YOUR ASSIGNMENT:
Copy out, unchanged, every line from the start of the records to the line that contains "run_server(app, addr).await?;", and stop there.

Collected data

━━━━━━━━━━━━━━━━━━━━━━━━━━━━━━

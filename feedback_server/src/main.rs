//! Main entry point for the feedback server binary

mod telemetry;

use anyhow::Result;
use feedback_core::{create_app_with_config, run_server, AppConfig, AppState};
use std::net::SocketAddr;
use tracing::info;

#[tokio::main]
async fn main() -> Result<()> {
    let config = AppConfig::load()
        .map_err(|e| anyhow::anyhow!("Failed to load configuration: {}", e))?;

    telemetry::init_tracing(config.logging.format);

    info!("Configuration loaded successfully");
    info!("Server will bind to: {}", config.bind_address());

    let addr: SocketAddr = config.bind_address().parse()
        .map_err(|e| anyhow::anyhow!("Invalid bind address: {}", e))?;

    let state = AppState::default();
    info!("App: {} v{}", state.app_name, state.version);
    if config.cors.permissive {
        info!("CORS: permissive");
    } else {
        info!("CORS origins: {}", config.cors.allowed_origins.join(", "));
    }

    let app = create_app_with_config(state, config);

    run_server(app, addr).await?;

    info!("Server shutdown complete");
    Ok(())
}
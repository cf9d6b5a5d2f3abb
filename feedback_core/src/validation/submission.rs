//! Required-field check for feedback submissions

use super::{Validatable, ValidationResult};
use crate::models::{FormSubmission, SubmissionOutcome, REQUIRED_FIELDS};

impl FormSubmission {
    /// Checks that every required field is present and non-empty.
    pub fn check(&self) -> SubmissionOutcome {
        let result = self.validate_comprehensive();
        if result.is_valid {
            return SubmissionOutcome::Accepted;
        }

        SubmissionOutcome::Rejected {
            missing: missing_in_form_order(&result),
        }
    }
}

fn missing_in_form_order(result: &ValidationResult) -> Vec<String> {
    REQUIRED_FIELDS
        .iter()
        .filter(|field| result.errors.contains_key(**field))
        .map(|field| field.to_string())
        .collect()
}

━━━━━━━━━━━━━━━━━━━━━━━━━━━━━━

RESPONSE TO THIS EXERCISE:
filename feedback_server/src/main.rs
//! Main entry point for the feedback server binary

mod telemetry;

use anyhow::Result;
use feedback_core::{create_app_with_config, run_server, AppConfig, AppState};
use std::net::SocketAddr;
use tracing::info;

#[tokio::main]
async fn main() -> Result<()> {
    let config = AppConfig::load()
        .map_err(|e| anyhow::anyhow!("Failed to load configuration: {}", e))?;

    telemetry::init_tracing(config.logging.format);

    info!("Configuration loaded successfully");
    info!("Server will bind to: {}", config.bind_address());

    let addr: SocketAddr = config.bind_address().parse()
        .map_err(|e| anyhow::anyhow!("Invalid bind address: {}", e))?;

    let state = AppState::default();
    info!("App: {} v{}", state.app_name, state.version);
    if config.cors.permissive {
        info!("CORS: permissive");
    } else {
        info!("CORS origins: {}", config.cors.allowed_origins.join(", "));
    }

    let app = create_app_with_config(state, config);

    run_server(app, addr).await?;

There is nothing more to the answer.